Radio station launches
By Ben Woodson and Jennifer Dawson/Times Sentinel writers

Central Indiana’s newest public radio station WITT 91.9 FM has chosen Zionsville as its home.

“I thought Zionsville would be a really neat community to connect around a community radio station,” station co-founder Stuart Lowry said.

Co-founder Jim Walsh compares the station format to WFYI, but with more music and less talk. He said the music format is based on a broadcasting formula called AAA (Adult Alternative Albums). The audience will be “a little older than the iPod group, but won’t be watching Lawrence Welk at night,” he said.

The local angle for Zionsville, Walsh said, will be Zionsville news, such as public meetings and local issues, reported on a three-minute program broadcasted every hour called “Home.” Almost all of the content will be provided by volunteers, with a small paid staff overseeing and running the studio space. Those volunteers will be able to try different types of programming, including local music, children’s radio, news and more.

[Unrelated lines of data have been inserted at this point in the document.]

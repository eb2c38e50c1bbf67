//! Application-wide constants

pub const DEFAULT_APP_NAME: &str = "auth-server";
pub const DEFAULT_APP_ENV: &str = "development";
pub const DEFAULT_HOST: &str = "0.0.0.0";
pub const DEFAULT_PORT: u16 = 3000;

/// Environment variable that overrides `app.port`.
pub const PORT_ENV_VAR: &str = "PORT";

/// Every path starting with this prefix is routed to the API.
pub const API_PREFIX: &str = "/api";

/// Request bodies larger than this are answered as malformed.
pub const MAX_REQUEST_BODY_BYTES: usize = 16 * 1024 * 1024;

/// Environment variables must start with `AUTH__` to reach the config,
/// e.g. `AUTH__STATIC_FILES__ROOT`.
pub const ENV_PREFIX: &str = "AUTH";

pub const DEFAULT_STATIC_ROOT: &str = ".";
pub const DEFAULT_INDEX_FILE: &str = "index.html";
pub const DEFAULT_NOT_FOUND_PAGE: &str = "404.html";

pub const DEFAULT_LOG_LEVEL: &str = "info";
pub const LOG_FILE_PREFIX: &str = "auth-server.log";

/// Two 13-character base-36 segments.
pub const SESSION_ID_LENGTH: usize = 26;
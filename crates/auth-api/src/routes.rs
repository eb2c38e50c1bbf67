use axum::{
    extract::DefaultBodyLimit,
    middleware,
    routing::{get, post},
    Router,
};
use tower_http::trace::{DefaultMakeSpan, TraceLayer};

use auth_shared::constants::MAX_REQUEST_BODY_BYTES;

use crate::handlers::{assets, auth, health};
use crate::middleware::cors;
use crate::state::AppState;

pub fn build_router(state: AppState) -> Router {
    Router::new()
        .route("/health", get(health::health_check))
        // Session API. Wrong methods fall through to the JSON 404.
        .route(
            "/api/check-session",
            get(auth::check_session).fallback(auth::api_not_found),
        )
        .route("/api/login", post(auth::login).fallback(auth::api_not_found))
        .route("/api/logout", post(auth::logout).fallback(auth::api_not_found))
        // Unknown API paths and static assets
        .fallback(assets::fallback)
        .with_state(state)
        .layer(DefaultBodyLimit::max(MAX_REQUEST_BODY_BYTES))
        .layer(middleware::from_fn(cors::api_cors_middleware))
        .layer(
            TraceLayer::new_for_http()
                .make_span_with(DefaultMakeSpan::default().include_headers(true)),
        )
}
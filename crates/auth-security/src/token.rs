//! Session id generation

use rand::Rng;

use auth_shared::constants::SESSION_ID_LENGTH;

const BASE36_ALPHABET: &[u8; 36] = b"0123456789abcdefghijklmnopqrstuvwxyz";

/// Capability for minting opaque session identifiers.
pub trait SessionIdGenerator: Send + Sync {
    fn generate(&self) -> String;
}

/// Lower-case base-36 tokens drawn from the thread-local CSPRNG.
#[derive(Debug, Clone)]
pub struct Base36SessionIdGenerator {
    length: usize,
}

impl Base36SessionIdGenerator {
    pub fn new(length: usize) -> Self {
        Self { length }
    }
}

impl Default for Base36SessionIdGenerator {
    fn default() -> Self {
        Self::new(SESSION_ID_LENGTH)
    }
}

impl SessionIdGenerator for Base36SessionIdGenerator {
    fn generate(&self) -> String {
        let mut rng = rand::rng();
        (0..self.length)
            .map(|_| BASE36_ALPHABET[rng.random_range(0..BASE36_ALPHABET.len())] as char)
            .collect()
    }
}
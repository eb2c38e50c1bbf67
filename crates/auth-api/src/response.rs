//! JSON response bodies

use serde::Serialize;

use auth_core::SessionUser;

/// User record as sent to clients
#[derive(Debug, Serialize)]
pub struct UserDto {
    pub id: String,
    pub email: String,
    pub name: String,
}

impl From<SessionUser> for UserDto {
    fn from(user: SessionUser) -> Self {
        Self {
            id: user.id,
            email: user.email,
            name: user.name,
        }
    }
}

#[derive(Debug, Serialize)]
#[serde(rename_all = "camelCase")]
pub struct LoginResponse {
    pub success: bool,
    pub session_id: String,
    pub user: UserDto,
}

#[derive(Debug, Serialize)]
pub struct LogoutResponse {
    pub success: bool,
}

#[derive(Debug, Serialize)]
pub struct SessionStatusResponse {
    pub authenticated: bool,
    #[serde(skip_serializing_if = "Option::is_none")]
    pub user: Option<UserDto>,
}

impl SessionStatusResponse {
    pub fn from_user(user: Option<SessionUser>) -> Self {
        Self {
            authenticated: user.is_some(),
            user: user.map(UserDto::from),
        }
    }
}

/// `{success: false, message}`
#[derive(Debug, Serialize)]
pub struct FailureResponse {
    pub success: bool,
    pub message: String,
}

impl FailureResponse {
    pub fn new(message: &str) -> Self {
        Self {
            success: false,
            message: message.to_string(),
        }
    }
}

#[derive(Debug, Serialize)]
pub struct NotFoundResponse {
    pub error: String,
}

impl Default for NotFoundResponse {
    fn default() -> Self {
        Self {
            error: "Not found".to_string(),
        }
    }
}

“Our main concern is what’s happening with our listeners and where they live,” Walsh said.

He added that he did not consider Shine 99 107.5 FM a similar format to WITT. He said Shine 99 is a commercial radio station that rebroadcasts from Frankfort. He said the station is only 200 to 300 watts, a big difference from WITT’s 6,000 watts. But, Walsh said, Shine 99 has three construction permits in Zionsville which can be used to build a local radio station.

Shine 99 General Sales Manager Russ Kaspar said he thinks WITT is a good addition for the town.

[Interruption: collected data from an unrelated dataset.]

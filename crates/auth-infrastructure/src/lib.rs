//! # Auth Infrastructure
//!
//! Session store adapters.

pub mod memory;

pub use memory::InMemorySessionRepository;
//! Domain errors

use thiserror::Error;

#[derive(Error, Debug)]
pub enum DomainError {
    #[error("Email and password are required")]
    MissingCredentials,

    #[error("Storage error: {0}")]
    StorageError(String),
}
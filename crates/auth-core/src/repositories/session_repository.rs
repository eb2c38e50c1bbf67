//! Session repository trait (port)

use async_trait::async_trait;

use crate::domain::Session;
use crate::error::DomainError;

/// Keyed storage for active sessions. Implementations must be safe to share
/// across request tasks.
#[cfg_attr(test, mockall::automock)]
#[async_trait]
pub trait SessionRepository: Send + Sync {
    /// Stores the session under `session.id`, replacing any previous entry.
    async fn put(&self, session: Session) -> Result<(), DomainError>;
    async fn get(&self, id: &str) -> Result<Option<Session>, DomainError>;
    /// Removes the session, returning it if it was present.
    async fn delete(&self, id: &str) -> Result<Option<Session>, DomainError>;
    async fn count(&self) -> Result<usize, DomainError>;
}
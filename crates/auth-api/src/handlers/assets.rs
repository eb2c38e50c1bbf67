use axum::{
    extract::State,
    http::Uri,
    response::{IntoResponse, Response},
};

use auth_shared::constants::API_PREFIX;

use crate::error::ApiError;
use crate::state::AppState;

/// Router fallback: anything under the API prefix that no route claimed is a
/// JSON 404, everything else goes to the static asset responder.
pub async fn fallback(State(state): State<AppState>, uri: Uri) -> Response {
    if uri.path().starts_with(API_PREFIX) {
        return ApiError::NotFound.into_response();
    }

    state.static_files.serve(uri.path()).await
}
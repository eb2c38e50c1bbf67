//! Static asset responder
//!
//! Serves files from a document root, picks the content type from the file
//! extension, and answers misses with the configured not-found page.

use std::io;
use std::path::{Component, Path, PathBuf};

use axum::{
    http::{header, StatusCode},
    response::{IntoResponse, Response},
};
use tracing::{debug, error};

use auth_shared::config::StaticSettings;

const OCTET_STREAM: &str = "application/octet-stream";

const FALLBACK_NOT_FOUND_PAGE: &str =
    "<!DOCTYPE html><html><head><title>404 Not Found</title></head>\
     <body><h1>404 Not Found</h1></body></html>";

/// Content type for a lower-cased file extension (without the dot).
pub fn content_type_for_extension(extension: &str) -> &'static str {
    match extension {
        "html" => "text/html",
        "js" => "text/javascript",
        "css" => "text/css",
        "json" => "application/json",
        "png" => "image/png",
        "jpg" => "image/jpg",
        "gif" => "image/gif",
        "svg" => "image/svg+xml",
        "wav" => "audio/wav",
        "mp4" => "video/mp4",
        "woff" => "application/font-woff",
        "ttf" => "application/font-ttf",
        "eot" => "application/vnd.ms-fontobject",
        "otf" => "application/font-otf",
        "wasm" => "application/wasm",
        _ => OCTET_STREAM,
    }
}

pub fn content_type_for(path: &Path) -> &'static str {
    path.extension()
        .and_then(|ext| ext.to_str())
        .map(|ext| content_type_for_extension(&ext.to_ascii_lowercase()))
        .unwrap_or(OCTET_STREAM)
}

#[derive(Debug, Clone)]
pub struct StaticFiles {
    root: PathBuf,
    index: String,
    not_found_page: String,
}

impl StaticFiles {
    pub fn new(
        root: impl Into<PathBuf>,
        index: impl Into<String>,
        not_found_page: impl Into<String>,
    ) -> Self {
        Self {
            root: root.into(),
            index: index.into(),
            not_found_page: not_found_page.into(),
        }
    }

    pub fn from_settings(settings: &StaticSettings) -> Self {
        Self::new(
            &settings.root,
            settings.index.clone(),
            settings.not_found_page.clone(),
        )
    }

    pub fn root(&self) -> &Path {
        &self.root
    }

    /// Maps a request path onto the document root. `/` maps to the index
    /// file. Paths that try to leave the root resolve to `None`.
    pub fn resolve(&self, request_path: &str) -> Option<PathBuf> {
        let relative = request_path.trim_start_matches('/');
        let relative = if relative.is_empty() {
            self.index.as_str()
        } else {
            relative
        };

        let mut path = self.root.clone();
        for component in Path::new(relative).components() {
            match component {
                Component::Normal(part) => path.push(part),
                Component::CurDir => {}
                Component::ParentDir | Component::RootDir | Component::Prefix(_) => return None,
            }
        }
        Some(path)
    }

    pub async fn serve(&self, request_path: &str) -> Response {
        let Some(path) = self.resolve(request_path) else {
            debug!("Rejected static path outside root: {}", request_path);
            return self.not_found().await;
        };

        if let Ok(metadata) = tokio::fs::metadata(&path).await {
            if metadata.is_dir() {
                return self.not_found().await;
            }
        }

        match tokio::fs::read(&path).await {
            Ok(content) => (
                StatusCode::OK,
                [(header::CONTENT_TYPE, content_type_for(&path))],
                content,
            )
                .into_response(),
            Err(e) if e.kind() == io::ErrorKind::NotFound => {
                debug!("Static file not found: {}", path.display());
                self.not_found().await
            }
            Err(e) => {
                error!("Failed to read {}: {}", path.display(), e);
                (
                    StatusCode::INTERNAL_SERVER_ERROR,
                    format!("Server Error: {}", error_code(&e)),
                )
                    .into_response()
            }
        }
    }

    async fn not_found(&self) -> Response {
        let page = tokio::fs::read(self.root.join(&self.not_found_page))
            .await
            .unwrap_or_else(|_| FALLBACK_NOT_FOUND_PAGE.as_bytes().to_vec());

        (
            StatusCode::NOT_FOUND,
            [(header::CONTENT_TYPE, "text/html")],
            page,
        )
            .into_response()
    }
}

/// Errno-style name for the read failures a file server actually hits.
fn error_code(err: &io::Error) -> String {
    let name = match err.kind() {
        io::ErrorKind::PermissionDenied => "EACCES",
        io::ErrorKind::NotADirectory => "ENOTDIR",
        io::ErrorKind::IsADirectory => "EISDIR",
        io::ErrorKind::NotFound => "ENOENT",
        io::ErrorKind::InvalidInput => "EINVAL",
        io::ErrorKind::OutOfMemory => "ENOMEM",
        io::ErrorKind::Interrupted => "EINTR",
        io::ErrorKind::WouldBlock => "EAGAIN",
        kind => {
            return match err.raw_os_error() {
                Some(code) => format!("{:?} (os error {})", kind, code),
                None => format!("{:?}", kind),
            }
        }
    };
    name.to_string()
}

“A noncommercial station does not have to compete with a commercial station. We can each do our separate thing, and the winner is the local area, the community,” Kaspar said.

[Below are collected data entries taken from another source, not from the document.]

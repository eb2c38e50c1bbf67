//! Domain entities

pub mod session;

pub use session::{display_name_from_email, Session, SessionUser};
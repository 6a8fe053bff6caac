use std::path::PathBuf;

use anyhow::{Context, Result};

pub const DEFAULT_STORAGE_ROOT: &str = "/srv/wxresume";
pub const DEFAULT_DOWNLOAD_TTL: u64 = 300;
pub const DEFAULT_WORKER_POLL_SECS: u64 = 2;
pub const DEFAULT_REGEN_TIMEOUT_SECS: u64 = 600;

/// Application configuration loaded from environment variables.
/// Shared by the API server and the re-optimization worker.
#[derive(Debug, Clone)]
pub struct Config {
    pub storage_root: PathBuf,
    pub download_secret: String,
    /// Download ticket time-to-live in seconds.
    pub download_ttl: u64,
    /// Base URL used when building view/download links, no trailing slash.
    pub public_base_url: String,
    pub port: u16,
    pub rust_log: String,
    pub worker_poll_secs: u64,
    /// Regeneration pipeline command line; required by the worker binary only.
    pub regen_command: Option<String>,
    pub regen_timeout_secs: u64,
}

impl Config {
    pub fn from_env() -> Result<Self> {
        dotenvy::dotenv().ok(); // load .env if present; ignore if missing

        let port = std::env::var("PORT")
            .unwrap_or_else(|_| "8080".to_string())
            .parse::<u16>()
            .context("PORT must be a valid port number")?;

        Ok(Config {
            storage_root: PathBuf::from(env_or("WXRESUME_STORAGE_ROOT", DEFAULT_STORAGE_ROOT)),
            download_secret: require_env("WXRESUME_DOWNLOAD_SECRET")?,
            download_ttl: positive_or(
                std::env::var("WXRESUME_DOWNLOAD_TTL").ok(),
                DEFAULT_DOWNLOAD_TTL,
            ),
            public_base_url: std::env::var("PUBLIC_BASE_URL")
                .unwrap_or_else(|_| format!("http://localhost:{port}"))
                .trim_end_matches('/')
                .to_string(),
            port,
            rust_log: std::env::var("RUST_LOG").unwrap_or_else(|_| "info".to_string()),
            worker_poll_secs: positive_or(
                std::env::var("WXRESUME_WORKER_POLL_SECS").ok(),
                DEFAULT_WORKER_POLL_SECS,
            ),
            regen_command: std::env::var("WXRESUME_REGEN_COMMAND").ok(),
            regen_timeout_secs: positive_or(
                std::env::var("WXRESUME_REGEN_TIMEOUT").ok(),
                DEFAULT_REGEN_TIMEOUT_SECS,
            ),
        })
    }
}

fn require_env(key: &str) -> Result<String> {
    std::env::var(key).with_context(|| format!("Required environment variable '{key}' is not set"))
}

fn env_or(key: &str, default: &str) -> String {
    std::env::var(key).unwrap_or_else(|_| default.to_string())
}

/// Lenient positive-integer parse: garbage or non-positive values fall back
/// to the default instead of failing startup.
fn positive_or(value: Option<String>, default: u64) -> u64 {
    value
        .and_then(|v| v.trim().parse::<u64>().ok())
        .filter(|v| *v > 0)
        .unwrap_or(default)
}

WITT received its broadcast license last May, and is looking for studio space in Zionsville before it begins broadcasting this fall, Lowry said.

Looking for studio space, Lowry met with Zionsville businesses a few weeks ago, but nothing has been finalized. He hopes that someone can donate space while the station gets established. Walsh said they have already been welcomed by local volunteers Art and Betsy Harris and Robert Carter of Carter Van Lines. The Harris’ are helping to organize a fundraiser for the station at Plum’s Upper Room sometime in May; the station recently raised $3,500 at a fundraiser in Fountain Square. Carter Van Lines donated a truck and driver to pick up a transmitter from Radio One in Columbus.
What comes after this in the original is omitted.